EXERCISE DETAILS
Nothing goes in the answer except the line that contains "the remote-execution bootstrap." and the lines after it to the end of the material below, unchanged.

---------- DATA SUPPLIED ----------

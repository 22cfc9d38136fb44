//! Named asset lookup for the remote-execution bootstrap.

use std::path::{Path, PathBuf};

use crate::errors::{WinprepError, WinprepResult};

/// Byte-addressable lookup of an asset by exact name.
pub trait AssetSource: Send + Sync {
    fn asset(&self, name: &str) -> WinprepResult<Vec<u8>>;
}

/// Serves assets from files in a directory.
///
/// Names are matched exactly against file names directly inside the
/// directory; subpaths are rejected.
#[derive(Debug, Clone)]
pub struct DirAssetSource {
    root: PathBuf,
}

impl DirAssetSource {
    pub fn new(root: impl Into<PathBuf>) -> Self {
        Self { root: root.into() }
    }

    pub fn root(&self) -> &Path {
        &self.root
    }
}

impl AssetSource for DirAssetSource {
    fn asset(&self, name: &str) -> WinprepResult<Vec<u8>> {
        if name.is_empty() || name.contains(['/', '\\']) || name == ".." {
            return Err(WinprepError::AssetNotFound(name.to_string()));
        }

        let path = self.root.join(name);
        match std::fs::read(&path) {
            Ok(bytes) => Ok(bytes),
            Err(e) if e.kind() == std::io::ErrorKind::NotFound => {
                Err(WinprepError::AssetNotFound(name.to_string()))
            }
            Err(e) => Err(WinprepError::Storage(format!(
                "Failed to read asset {}: {}",
                path.display(),
                e
            ))),
        }
    }
}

----------

EXERCISE OUTPUT
//! Named asset lookup for the remote-execution bootstrap.

use std::path::{Path, PathBuf};

use crate::errors::{WinprepError, WinprepResult};

/// Byte-addressable lookup of an asset by exact name.
pub trait AssetSource: Send + Sync {
    fn asset(&self, name: &str) -> WinprepResult<Vec<u8>>;
}

/// Serves assets from files in a directory.
///
/// Names are matched exactly against file names directly inside the
/// directory; subpaths are rejected.
#[derive(Debug, Clone)]
pub struct DirAssetSource {
    root: PathBuf,
}

impl DirAssetSource {
    pub fn new(root: impl Into<PathBuf>) -> Self {
        Self { root: root.into() }
    }

    pub fn root(&self) -> &Path {
        &self.root
    }
}

impl AssetSource for DirAssetSource {
    fn asset(&self, name: &str) -> WinprepResult<Vec<u8>> {
        if name.is_empty() || name.contains(['/', '\\']) || name == ".." {
            return Err(WinprepError::AssetNotFound(name.to_string()));
        }

        let path = self.root.join(name);
        match std::fs::read(&path) {
            Ok(bytes) => Ok(bytes),
            Err(e) if e.kind() == std::io::ErrorKind::NotFound => {
                Err(WinprepError::AssetNotFound(name.to_string()))
            }
            Err(e) => Err(WinprepError::Storage(format!(
                "Failed to read asset {}: {}",
                path.display(),
                e
            ))),
        }
    }
}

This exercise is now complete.